The NAO index was used to represent climate variability because it affects recruitment of these European Shelf stocks in a consistent way (Brander and Mohn, 2004). The time-series used (Figure 1) is the winter mean (December–March) pressure difference between southwest Iceland and Gibraltar (Osborn, 2004). Data for the six stocks all fall within the range of years from 1963 to 2001, and use the same annual winter NAO values, so there is a degree of pseudo-replication. For each stock, the winter NAO values were ranked over the range of years for which data on spawning-stock biomass and recruitment are available, and the rankings were divided into three equal categories (high, intermediate, low).
The choice of a frequency-based method of analysis, and the way in which the results are shown, was influenced by presentational criteria to make them easy to understand and to show the observational base from which the conclusions are drawn. Research in cognitive psychology has shown that information is more easily understood when presented as natural frequencies (Gigerenzer, 2002), and its quality is more transparent to lay judgement. More sophisticated statistical analysis may be justified if the increase in interpretative insight outweighs the loss in comprehensibility; the aim here is to provide results that are useful to fisheries managers.

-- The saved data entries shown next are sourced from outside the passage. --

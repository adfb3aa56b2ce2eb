use std::ops::Range;

use log::debug;
use simple_error::{try_with, SimpleError};

use crate::{
    error::Result,
    neuron::{Neuron, CALCIUM_IDX, VOLTAGE_IDX},
    params::{self, InitialConditions, NetworkParams},
    synapse::Synapse,
};

/// Owner of a state vector entry.
#[derive(Debug, Clone, Copy, PartialEq, Eq)]
pub enum StateOwner {
    Neuron(usize),
    Synapse(usize),
}

/// Offsets of every neuron and synapse block within the flat state vector. Neuron blocks come
/// first in construction order, followed by one activation entry per chemical synapse.
#[derive(Debug, Clone, PartialEq, Eq)]
pub struct StateLayout {
    neuron_offsets: Vec<usize>,
    synapse_idxs: Vec<Option<usize>>,
    neuron_block_end: usize,
    len: usize,
}

impl StateLayout {
    pub fn len(&self) -> usize {
        self.len
    }

    pub fn is_empty(&self) -> bool {
        self.len == 0
    }

    pub fn num_neurons(&self) -> usize {
        self.neuron_offsets.len()
    }

    pub fn num_synapses(&self) -> usize {
        self.synapse_idxs.len()
    }

    pub fn neuron_range(&self, nid: usize) -> Range<usize> {
        let start = self.neuron_offsets[nid];
        let end = self
            .neuron_offsets
            .get(nid + 1)
            .copied()
            .unwrap_or(self.neuron_block_end);
        start..end
    }

    pub fn voltage_idx(&self, nid: usize) -> usize {
        self.neuron_offsets[nid] + VOLTAGE_IDX
    }

    pub fn calcium_idx(&self, nid: usize) -> usize {
        self.neuron_offsets[nid] + CALCIUM_IDX
    }

    /// `None` for synapses without kinetics of their own.
    pub fn synapse_idx(&self, synapse_id: usize) -> Option<usize> {
        self.synapse_idxs[synapse_id]
    }

    pub fn owner_of(&self, idx: usize) -> Option<StateOwner> {
        if idx >= self.len {
            return None;
        }

        if idx < self.neuron_block_end {
            let nid = self.neuron_offsets.partition_point(|&offset| offset <= idx) - 1;
            Some(StateOwner::Neuron(nid))
        } else {
            self.synapse_idxs
                .iter()
                .position(|synapse_idx| *synapse_idx == Some(idx))
                .map(StateOwner::Synapse)
        }
    }
}

pub struct Network {
    neurons: Vec<Neuron>,
    synapses: Vec<Synapse>,
    layout: StateLayout,
}

pub fn create_network(params: &NetworkParams) -> Result<Network> {
    try_with!(
        params::validate_network_params(params),
        "invalid network parameters"
    );

    let neurons: Vec<Neuron> = params.neurons.iter().map(Neuron::new).collect();

    let mut neuron_offsets = Vec::with_capacity(neurons.len());
    let mut next_offset = 0;

    for neuron in &neurons {
        neuron_offsets.push(next_offset);
        next_offset += neuron.state_size();
    }

    let neuron_block_end = next_offset;

    let mut synapses = Vec::with_capacity(params.synapses.len());
    let mut synapse_idxs = Vec::with_capacity(params.synapses.len());

    for synapse_params in &params.synapses {
        let mut synapse = Synapse::new(
            synapse_params.pre_syn_nid,
            synapse_params.post_syn_nid,
            synapse_params.kind.clone(),
        );

        if synapse.num_state_vars() > 0 {
            synapse.assign_state_idx(next_offset);
            next_offset += synapse.num_state_vars();
        }

        synapse_idxs.push(synapse.state_idx());
        synapses.push(synapse);
    }

    let layout = StateLayout {
        neuron_offsets,
        synapse_idxs,
        neuron_block_end,
        len: next_offset,
    };

    debug!(
        "created network with {} neurons, {} synapses, state length {}",
        neurons.len(),
        synapses.len(),
        layout.len()
    );

    Ok(Network {
        neurons,
        synapses,
        layout,
    })
}

impl Network {
    pub fn num_neurons(&self) -> usize {
        self.neurons.len()
    }

    pub fn num_synapses(&self) -> usize {
        self.synapses.len()
    }

    pub fn neurons(&self) -> impl Iterator<Item = &Neuron> {
        self.neurons.iter()
    }

    pub fn synapses(&self) -> impl Iterator<Item = &Synapse> {
        self.synapses.iter()
    }

    pub fn neuron(&self, nid: usize) -> &Neuron {
        &self.neurons[nid]
    }

    pub fn synapse(&self, synapse_id: usize) -> &Synapse {
        &self.synapses[synapse_id]
    }

    pub fn layout(&self) -> &StateLayout {
        &self.layout
    }

    pub fn state_len(&self) -> usize {
        self.layout.len()
    }

    pub fn resting_state(&self) -> Vec<f64> {
        let voltages: Vec<f64> = self
            .neurons
            .iter()
            .map(|neuron| neuron.initial_voltage())
            .collect();
        self.state_at_voltages(&voltages)
    }

    pub fn initial_state(&self, initial_conditions: &InitialConditions) -> Result<Vec<f64>> {
        match initial_conditions {
            InitialConditions::Resting => Ok(self.resting_state()),
            InitialConditions::Voltages(voltages) => {
                if voltages.len() != self.num_neurons() {
                    return Err(SimpleError::new(format!(
                        "expected {} initial voltages, got {}",
                        self.num_neurons(),
                        voltages.len()
                    ))
                    .into());
                }
                Ok(self.state_at_voltages(voltages))
            }
            InitialConditions::StateVector(state) => {
                if state.len() != self.state_len() {
                    return Err(SimpleError::new(format!(
                        "expected initial state vector of length {}, got {}",
                        self.state_len(),
                        state.len()
                    ))
                    .into());
                }

                if state.iter().any(|value| !value.is_finite()) {
                    return Err(SimpleError::new("initial state vector must be finite").into());
                }

                Ok(state.clone())
            }
        }
    }

    fn state_at_voltages(&self, voltages: &[f64]) -> Vec<f64> {
        let mut state = vec![0.0; self.state_len()];

        for (nid, neuron) in self.neurons.iter().enumerate() {
            let range = self.layout.neuron_range(nid);
            neuron.write_resting_state(voltages[nid], &mut state[range]);
        }

        for synapse in &self.synapses {
            if let (Some(state_idx), Some(activation)) = (
                synapse.state_idx(),
                synapse.steady_state_activation(voltages[synapse.pre_syn_nid]),
            ) {
                state[state_idx] = activation;
            }
        }

        state
    }

    /// Assembles the derivative of the full state vector at time `t`.
    ///
    /// `noise_currents` holds one additional injected current per neuron.
    pub fn write_derivative(
        &self,
        t: f64,
        state: &[f64],
        noise_currents: &[f64],
        d_state: &mut [f64],
    ) {
        for (nid, neuron) in self.neurons.iter().enumerate() {
            let range = self.layout.neuron_range(nid);
            let injected_current = neuron.injected_current(t) + noise_currents[nid];
            neuron.write_derivative(&state[range.clone()], injected_current, &mut d_state[range]);
        }

        for synapse in &self.synapses {
            let pre_syn_voltage = state[self.layout.voltage_idx(synapse.pre_syn_nid)];
            let post_syn_voltage = state[self.layout.voltage_idx(synapse.post_syn_nid)];

            let activation = match synapse.state_idx() {
                Some(state_idx) => {
                    d_state[state_idx] =
                        synapse.activation_derivative(pre_syn_voltage, state[state_idx]);
                    state[state_idx]
                }
                None => 0.0,
            };

            let currents = synapse.currents(pre_syn_voltage, post_syn_voltage, activation);

            d_state[self.layout.voltage_idx(synapse.post_syn_nid)] -=
                currents.post_syn / self.neurons[synapse.post_syn_nid].capacitance();
            d_state[self.layout.voltage_idx(synapse.pre_syn_nid)] -=
                currents.pre_syn / self.neurons[synapse.pre_syn_nid].capacitance();
        }
    }
}
use crate::params::IntegrationMethod;

/// Explicit fixed-step integrator. Stage buffers are allocated once per run and reused for every
/// step.
#[derive(Debug, Clone)]
pub struct Integrator {
    method: IntegrationMethod,
    k1: Vec<f64>,
    k2: Vec<f64>,
    k3: Vec<f64>,
    k4: Vec<f64>,
    stage: Vec<f64>,
}

impl Integrator {
    pub fn new(method: IntegrationMethod, state_len: usize) -> Self {
        let num_stages = match method {
            IntegrationMethod::Euler => 1,
            IntegrationMethod::RungeKutta4 => 4,
        };

        let stage_buffer = |stage_id: usize| {
            if stage_id < num_stages {
                vec![0.0; state_len]
            } else {
                Vec::new()
            }
        };

        Self {
            method,
            k1: stage_buffer(0),
            k2: stage_buffer(1),
            k3: stage_buffer(2),
            k4: stage_buffer(3),
            stage: if num_stages > 1 {
                vec![0.0; state_len]
            } else {
                Vec::new()
            },
        }
    }

    pub fn method(&self) -> IntegrationMethod {
        self.method
    }

    /// Advances `state` at time `t` by `dt` and writes the result to `next_state`.
    ///
    /// `derivative(t, state, d_state)` must overwrite every entry of `d_state`.
    pub fn step<F>(
        &mut self,
        t: f64,
        dt: f64,
        state: &[f64],
        next_state: &mut [f64],
        mut derivative: F,
    ) where
        F: FnMut(f64, &[f64], &mut [f64]),
    {
        match self.method {
            IntegrationMethod::Euler => {
                derivative(t, state, &mut self.k1);

                for ((next, y), k1) in next_state.iter_mut().zip(state).zip(&self.k1) {
                    *next = y + dt * k1;
                }
            }
            IntegrationMethod::RungeKutta4 => {
                let half_dt = 0.5 * dt;

                derivative(t, state, &mut self.k1);
                advance(state, &self.k1, half_dt, &mut self.stage);

                derivative(t + half_dt, &self.stage, &mut self.k2);
                advance(state, &self.k2, half_dt, &mut self.stage);

                derivative(t + half_dt, &self.stage, &mut self.k3);
                advance(state, &self.k3, dt, &mut self.stage);

                derivative(t + dt, &self.stage, &mut self.k4);

                for (i, next) in next_state.iter_mut().enumerate() {
                    *next = state[i]
                        + dt / 6.0 * (self.k1[i] + 2.0 * self.k2[i] + 2.0 * self.k3[i] + self.k4[i]);
                }
            }
        }
    }
}

fn advance(state: &[f64], slope: &[f64], h: f64, out: &mut [f64]) {
    for ((out, y), k) in out.iter_mut().zip(state).zip(slope) {
        *out = y + h * k;
    }
}
use stg_net::params::SimulationParams;

/// Three tonically firing neurons coupled by reciprocal inhibition in a ring.
pub fn get_scenario_params() -> SimulationParams {
    let params_yaml_str = r#"
network:
  neurons:
  - capacitance: 1.0
    leak:
      conductance: 0.01
      reversal_potential: -50.0
    channels:
    - kind: Na
      conductance: 100.0
      reversal_potential: null
      tau_scale: 1.0
    - kind: Kd
      conductance: 50.0
      reversal_potential: null
      tau_scale: 1.0
    calcium:
      tau: 200.0
      baseline: 0.05
      current_to_concentration: 9.395
      extracellular_concentration: 3000.0
      nernst_factor: 12.193
    stimulus:
      bias_current: 3.0
      pulses: []
      noise: null
    initial_voltage: -65.0
  - capacitance: 1.0
    leak:
      conductance: 0.01
      reversal_potential: -50.0
    channels:
    - kind: Na
      conductance: 100.0
      reversal_potential: null
      tau_scale: 1.0
    - kind: Kd
      conductance: 50.0
      reversal_potential: null
      tau_scale: 1.0
    calcium:
      tau: 200.0
      baseline: 0.05
      current_to_concentration: 9.395
      extracellular_concentration: 3000.0
      nernst_factor: 12.193
    stimulus:
      bias_current: 3.0
      pulses: []
      noise: null
    initial_voltage: -55.0
  - capacitance: 1.0
    leak:
      conductance: 0.01
      reversal_potential: -50.0
    channels:
    - kind: Na
      conductance: 100.0
      reversal_potential: null
      tau_scale: 1.0
    - kind: Kd
      conductance: 50.0
      reversal_potential: null
      tau_scale: 1.0
    calcium:
      tau: 200.0
      baseline: 0.05
      current_to_concentration: 9.395
      extracellular_concentration: 3000.0
      nernst_factor: 12.193
    stimulus:
      bias_current: 3.0
      pulses: []
      noise: null
    initial_voltage: -45.0
  synapses:
  - pre_syn_nid: 0
    post_syn_nid: 1
    kind: !ChemicalGraded
      conductance: 0.2
      reversal_potential: -80.0
      half_activation_voltage: -35.0
      slope: 5.0
      tau_rise: 2.0
      tau_decay: 50.0
  - pre_syn_nid: 1
    post_syn_nid: 2
    kind: !ChemicalGraded
      conductance: 0.2
      reversal_potential: -80.0
      half_activation_voltage: -35.0
      slope: 5.0
      tau_rise: 2.0
      tau_decay: 50.0
  - pre_syn_nid: 2
    post_syn_nid: 0
    kind: !ChemicalGraded
      conductance: 0.2
      reversal_potential: -80.0
      half_activation_voltage: -35.0
      slope: 5.0
      tau_rise: 2.0
      tau_decay: 50.0
run:
  duration: 2000.0
  dt: 0.01
  method: RungeKutta4
  initial_conditions: Resting
  spike_detection:
    threshold: -20.0
    refractory_period: 5.0
"#;

    serde_yaml::from_str(params_yaml_str).unwrap()
}
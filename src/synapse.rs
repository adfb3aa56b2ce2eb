use crate::{channel::boltzmann, params::SynapseKind};

#[derive(Debug, Clone)]
pub struct Synapse {
    pub pre_syn_nid: usize,
    pub post_syn_nid: usize,
    pub kind: SynapseKind,
    state_idx: Option<usize>,
}

/// Currents delivered by a synapse, outward positive.
#[derive(Debug, Clone, Copy, PartialEq)]
pub struct SynapticCurrents {
    pub post_syn: f64,
    pub pre_syn: f64,
}

impl Synapse {
    pub fn new(pre_syn_nid: usize, post_syn_nid: usize, kind: SynapseKind) -> Self {
        Self {
            pre_syn_nid,
            post_syn_nid,
            kind,
            state_idx: None,
        }
    }

    pub fn num_state_vars(&self) -> usize {
        match self.kind {
            SynapseKind::Electrical { .. } => 0,
            SynapseKind::ChemicalGraded { .. } => 1,
        }
    }

    pub fn state_idx(&self) -> Option<usize> {
        self.state_idx
    }

    pub(crate) fn assign_state_idx(&mut self, state_idx: usize) {
        self.state_idx = Some(state_idx);
    }

    /// Steady state of the activation kinetics while the presynaptic voltage is held constant.
    pub fn steady_state_activation(&self, pre_syn_voltage: f64) -> Option<f64> {
        match self.kind {
            SynapseKind::Electrical { .. } => None,
            SynapseKind::ChemicalGraded {
                half_activation_voltage,
                slope,
                tau_rise,
                tau_decay,
                ..
            } => {
                let rise_rate =
                    release_fraction(pre_syn_voltage, half_activation_voltage, slope) / tau_rise;
                Some(rise_rate / (rise_rate + 1.0 / tau_decay))
            }
        }
    }

    pub fn activation_derivative(&self, pre_syn_voltage: f64, activation: f64) -> f64 {
        match self.kind {
            SynapseKind::Electrical { .. } => 0.0,
            SynapseKind::ChemicalGraded {
                half_activation_voltage,
                slope,
                tau_rise,
                tau_decay,
                ..
            } => {
                release_fraction(pre_syn_voltage, half_activation_voltage, slope)
                    * (1.0 - activation)
                    / tau_rise
                    - activation / tau_decay
            }
        }
    }

    /// `activation` is ignored for electrical synapses.
    pub fn currents(
        &self,
        pre_syn_voltage: f64,
        post_syn_voltage: f64,
        activation: f64,
    ) -> SynapticCurrents {
        match self.kind {
            SynapseKind::Electrical {
                conductance,
                bidirectional,
            } => {
                let post_syn = conductance * (post_syn_voltage - pre_syn_voltage);
                let pre_syn = if bidirectional { -post_syn } else { 0.0 };
                SynapticCurrents { post_syn, pre_syn }
            }
            SynapseKind::ChemicalGraded {
                conductance,
                reversal_potential,
                ..
            } => SynapticCurrents {
                post_syn: conductance * activation * (post_syn_voltage - reversal_potential),
                pre_syn: 0.0,
            },
        }
    }
}

/// Sigmoidal transmitter release, rising with presynaptic voltage.
fn release_fraction(pre_syn_voltage: f64, half_activation_voltage: f64, slope: f64) -> f64 {
    boltzmann(half_activation_voltage, pre_syn_voltage, slope)
}
#[derive(Debug, Clone, PartialEq, Serialize, Deserialize)]
pub enum SynapseKind {
    Electrical {
        conductance: f64,
        bidirectional: bool,
    },
    ChemicalGraded {
        conductance: f64,
        reversal_potential: f64,
        half_activation_voltage: f64,
        slope: f64,
        tau_rise: f64,
        tau_decay: f64,
    },
}

impl SynapseKind {
    pub fn electrical(conductance: f64) -> Self {
        SynapseKind::Electrical {
            conductance,
            bidirectional: true,
        }
    }

    pub fn chemical_graded(conductance: f64, reversal_potential: f64) -> Self {
        SynapseKind::ChemicalGraded {
            conductance,
            reversal_potential,
            half_activation_voltage: -35.0,
            slope: 5.0,
            tau_rise: 2.0,
            tau_decay: 50.0,
        }
    }

    pub fn inhibitory(conductance: f64) -> Self {
        Self::chemical_graded(conductance, -80.0)
    }

    pub fn type_name(&self) -> &'static str {
        match self {
            SynapseKind::Electrical { .. } => "electrical",
            SynapseKind::ChemicalGraded { .. } => "chemical",
        }
    }
}

#[derive(Debug, Clone, Serialize, Deserialize)]
pub struct RunParams {
    /// ms
    pub duration: f64,
    /// ms
    pub dt: f64,
    pub method: IntegrationMethod,
    pub initial_conditions: InitialConditions,
    pub spike_detection: Option<SpikeDetectionParams>,
}

#[derive(Debug, Clone, Copy, PartialEq, Eq, Serialize, Deserialize)]
pub enum IntegrationMethod {
    Euler,
    RungeKutta4,
}

#[derive(Debug, Clone, PartialEq, Serialize, Deserialize)]
pub enum InitialConditions {
    Resting,
    Voltages(Vec<f64>),
    StateVector(Vec<f64>),
}

#[derive(Debug, Clone, Serialize, Deserialize)]
pub struct SpikeDetectionParams {
    pub threshold: f64,
    pub refractory_period: f64,
}

#[derive(Debug, Clone, Serialize, Deserialize)]
pub struct TechnicalParams {
    pub num_threads: Option<usize>,
    pub pin_threads: bool,
}

impl NeuronParams {
    pub fn with_channels(channels: Vec<ChannelParams>) -> Self {
        Self {
            channels,
            ..Self::default()
        }
    }

    /// Fires tonically at roughly 45 Hz without synaptic input.
    pub fn tonic_spiker() -> Self {
        let mut params = Self::default();
        params.leak.conductance = 0.01;
        params.stimulus.bias_current = 3.0;
        params
    }

    /// Intrinsic burster built from the full stomatogastric current set.
    pub fn stg_burster() -> Self {
        let mut params = Self::with_channels(vec![
            ChannelParams::new(ChannelKind::Na, 100.0),
            ChannelParams::new(ChannelKind::CaT, 2.5),
            ChannelParams::new(ChannelKind::CaS, 6.0),
            ChannelParams::new(ChannelKind::KA, 50.0),
            ChannelParams::new(ChannelKind::KCa, 5.0),
            ChannelParams::new(ChannelKind::Kd, 100.0),
            ChannelParams::new(ChannelKind::H, 0.01),
        ]);
        params.leak.conductance = 0.0;
        params
    }
}

impl Default for NeuronParams {
    fn default() -> Self {
        Self {
            capacitance: 1.0,
            leak: LeakParams::default(),
            channels: vec![
                ChannelParams::new(ChannelKind::Na, 100.0),
                ChannelParams::new(ChannelKind::Kd, 50.0),
            ],
            calcium: CalciumParams::default(),
            stimulus: StimulusParams::default(),
            initial_voltage: -65.0,
        }
    }
}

The time-series structure of SSB, level of recruitment, and NAO (Figure 1) has not been taken into account in the analysis. Only one of the six stocks (Eastern Baltic) has significant autocorrelation of recruitment at a lag of 1 year (Brander, 2003a). The six stocks provide 200 years of data, which were analysed as a 3*3*3 table of frequencies. The frequencies of high, intermediate, and low recruitment are shown in Figure 2 for each category of spawning-stock biomass and NAO level. For example, the top left cell in Figure 2a shows that, of 200 observations, the combination of low SSB and high NAO occurred 34 times, and high recruitment in only one of those 34. The top left cell of Figure 2b shows that, for the same 34 occurrences of low SSB and high NAO, intermediate recruitment occurred nine times, and the top left cell of Figure 2c shows the remaining 24 observations, which were of low recruitment.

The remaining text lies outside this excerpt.